**DATA TO EXAMINE:**
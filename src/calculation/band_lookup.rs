//! Banded table lookup.
//!
//! Both the standard remuneration grades and the withholding tax table are
//! ordered, contiguous bands of `[range_min, range_max)`. A lookup always
//! resolves to exactly one band: values below the table clamp to the first
//! band and values at or above the last `range_max` clamp to the last band.

use rust_decimal::Decimal;
use serde::Serialize;

use crate::error::{EngineError, EngineResult};

/// A band of a lookup table covering `[range_min, range_max)`.
pub trait RangeBand {
    /// Lowest value in the band (inclusive).
    fn range_min(&self) -> Decimal;
    /// Upper bound (exclusive), or `None` for an open top band.
    fn range_max(&self) -> Option<Decimal>;
}

/// How a value was matched to a band.
#[derive(Debug, Clone, Copy, PartialEq, Eq, Serialize)]
#[serde(rename_all = "snake_case")]
pub enum BandMatch {
    /// The value lies inside the band.
    Interior,
    /// The value is below the table and was clamped to the first band.
    ClampedLow,
    /// The value is above the table and was clamped to the last band.
    ClampedHigh,
}

/// Finds the band containing `value` in an ordered, contiguous table.
///
/// Returns `None` only for an empty table or a table with gaps; tables
/// loaded through [`crate::config::ConfigLoader`] have neither.
///
/// # Example
///
/// ```
/// use deduction_engine::calculation::{BandMatch, RangeBand, find_band};
/// use rust_decimal::Decimal;
///
/// struct Band(i64, Option<i64>);
///
/// impl RangeBand for Band {
///     fn range_min(&self) -> Decimal { Decimal::from(self.0) }
///     fn range_max(&self) -> Option<Decimal> { self.1.map(Decimal::from) }
/// }
///
/// let bands = [Band(0, Some(100)), Band(100, Some(200))];
/// let (band, matched) = find_band(&bands, Decimal::from(150)).unwrap();
/// assert_eq!(band.0, 100);
/// assert_eq!(matched, BandMatch::Interior);
///
/// let (band, matched) = find_band(&bands, Decimal::from(500)).unwrap();
/// assert_eq!(band.0, 100);
/// assert_eq!(matched, BandMatch::ClampedHigh);
/// ```
pub fn find_band<B: RangeBand>(bands: &[B], value: Decimal) -> Option<(&B, BandMatch)> {
    let first = bands.first()?;
    if value < first.range_min() {
        return Some((first, BandMatch::ClampedLow));
    }

    let index = bands.partition_point(|b| b.range_min() <= value);
    let candidate = &bands[index - 1];

    match candidate.range_max() {
        None => Some((candidate, BandMatch::Interior)),
        Some(max) if value < max => Some((candidate, BandMatch::Interior)),
        Some(_) if index == bands.len() => Some((candidate, BandMatch::ClampedHigh)),
        Some(_) => None,
    }
}

/// Checks that an ordered table starts at zero, has no gaps or overlaps, and
/// only leaves the last band open.
pub fn validate_bands<B: RangeBand>(table: &str, bands: &[B]) -> EngineResult<()> {
    let invalid = |message: String| EngineError::ConfigInvalid {
        message: format!("{}: {}", table, message),
    };

    let first = bands
        .first()
        .ok_or_else(|| invalid("table has no bands".to_string()))?;
    if first.range_min() != Decimal::ZERO {
        return Err(invalid(format!(
            "first band starts at {}, expected 0",
            first.range_min()
        )));
    }

    for (i, band) in bands.iter().enumerate() {
        let is_last = i + 1 == bands.len();
        match (band.range_max(), bands.get(i + 1)) {
            (Some(max), _) if max <= band.range_min() => {
                return Err(invalid(format!(
                    "band starting at {} is empty",
                    band.range_min()
                )));
            }
            (Some(max), Some(next)) if max != next.range_min() => {
                return Err(invalid(format!(
                    "band ending at {} is followed by a band starting at {}",
                    max,
                    next.range_min()
                )));
            }
            (None, _) if !is_last => {
                return Err(invalid(format!(
                    "band starting at {} is open but not last",
                    band.range_min()
                )));
            }
            _ => {}
        }
    }

    Ok(())
}

#[cfg(test)]
mod tests {
    use super::*;

    #[derive(Debug, PartialEq)]
    struct TestBand {
        min: i64,
        max: Option<i64>,
    }

    impl RangeBand for TestBand {
        fn range_min(&self) -> Decimal {
            Decimal::from(self.min)
        }

        fn range_max(&self) -> Option<Decimal> {
            self.max.map(Decimal::from)
        }
    }

    fn band(min: i64, max: Option<i64>) -> TestBand {
        TestBand { min, max }
    }

    fn closed_table() -> Vec<TestBand> {
        vec![band(0, Some(100)), band(100, Some(250)), band(250, Some(400))]
    }

    #[test]
    fn test_interior_value_matches_one_band() {
        let bands = closed_table();
        let (found, matched) = find_band(&bands, Decimal::from(120)).unwrap();
        assert_eq!(found.min, 100);
        assert_eq!(matched, BandMatch::Interior);
    }

    #[test]
    fn test_range_min_is_inclusive_and_range_max_exclusive() {
        let bands = closed_table();
        assert_eq!(find_band(&bands, Decimal::from(100)).unwrap().0.min, 100);
        assert_eq!(find_band(&bands, Decimal::from(99)).unwrap().0.min, 0);
        assert_eq!(find_band(&bands, Decimal::from(250)).unwrap().0.min, 250);
    }

    #[test]
    fn test_value_at_ceiling_clamps_to_last_band() {
        let bands = closed_table();
        let (found, matched) = find_band(&bands, Decimal::from(400)).unwrap();
        assert_eq!(found.min, 250);
        assert_eq!(matched, BandMatch::ClampedHigh);
    }

    #[test]
    fn test_value_below_table_clamps_to_first_band() {
        let bands = vec![band(50, Some(100)), band(100, None)];
        let (found, matched) = find_band(&bands, Decimal::from(10)).unwrap();
        assert_eq!(found.min, 50);
        assert_eq!(matched, BandMatch::ClampedLow);
    }

    #[test]
    fn test_open_top_band_is_interior() {
        let bands = vec![band(0, Some(100)), band(100, None)];
        let (found, matched) = find_band(&bands, Decimal::from(1_000_000)).unwrap();
        assert_eq!(found.min, 100);
        assert_eq!(matched, BandMatch::Interior);
    }

    #[test]
    fn test_empty_table_has_no_match() {
        let bands: Vec<TestBand> = vec![];
        assert!(find_band(&bands, Decimal::ONE).is_none());
    }

    #[test]
    fn test_gap_has_no_match() {
        let bands = vec![band(0, Some(100)), band(200, None)];
        assert!(find_band(&bands, Decimal::from(150)).is_none());
    }

    #[test]
    fn test_validate_accepts_contiguous_table() {
        assert!(validate_bands("test", &closed_table()).is_ok());
        assert!(validate_bands("test", &[band(0, Some(10)), band(10, None)]).is_ok());
    }

    #[test]
    fn test_validate_rejects_gap() {
        let result = validate_bands("test", &[band(0, Some(100)), band(200, None)]);
        match result {
            Err(EngineError::ConfigInvalid { message }) => {
                assert!(message.starts_with("test:"));
                assert!(message.contains("200"));
            }
            other => panic!("Expected ConfigInvalid, got {:?}", other),
        }
    }

    #[test]
    fn test_validate_rejects_overlap() {
        assert!(validate_bands("test", &[band(0, Some(150)), band(100, None)]).is_err());
    }

    #[test]
    fn test_validate_rejects_open_band_before_last() {
        assert!(validate_bands("test", &[band(0, None), band(100, None)]).is_err());
    }

    #[test]
    fn test_validate_rejects_table_not_starting_at_zero() {
        assert!(validate_bands("test", &[band(10, None)]).is_err());
    }

    #[test]
    fn test_validate_rejects_empty_table() {
        let bands: Vec<TestBand> = vec![];
        assert!(validate_bands("test", &bands).is_err());
    }
}
//! Employment type and calculation option models.
//!
//! This module defines the employment categories used to select the
//! employment insurance rate, and the toggles that gate which deduction
//! categories count toward the totals.

use serde::{Deserialize, Serialize};

/// Represents the kind of business the employee works in.
///
/// Employment insurance rates differ by industry.
#[derive(Debug, Clone, Copy, Default, PartialEq, Eq, Hash, Serialize, Deserialize)]
#[serde(rename_all = "snake_case")]
pub enum EmploymentType {
    /// General business.
    #[default]
    General,
    /// Agriculture, forestry, fisheries and sake brewing.
    Agriculture,
    /// Construction.
    Construction,
}

impl EmploymentType {
    /// Returns the wire name of the employment type.
    pub fn as_str(self) -> &'static str {
        match self {
            EmploymentType::General => "general",
            EmploymentType::Agriculture => "agriculture",
            EmploymentType::Construction => "construction",
        }
    }
}

/// Toggles that decide which categories are included in the totals.
///
/// A toggle never changes the computed amount of its category, only whether
/// the amount is counted in `total_deduction`.
///
/// # Example
///
/// ```
/// use deduction_engine::models::CalculationOptions;
///
/// let options = CalculationOptions::default();
/// assert!(options.enable_social && options.enable_employment && options.enable_tax);
/// ```
#[derive(Debug, Clone, Copy, PartialEq, Eq, Serialize, Deserialize)]
#[serde(default)]
pub struct CalculationOptions {
    /// Include health, nursing care and pension insurance.
    pub enable_social: bool,
    /// Include employment insurance.
    pub enable_employment: bool,
    /// Include withholding income tax.
    pub enable_tax: bool,
}

impl Default for CalculationOptions {
    fn default() -> Self {
        Self {
            enable_social: true,
            enable_employment: true,
            enable_tax: true,
        }
    }
}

**EXERCISE:**
If a line in the records contains "business", report it.

**EXPECTED ANSWER:**
/// Represents the kind of business the employee works in.
    /// General business.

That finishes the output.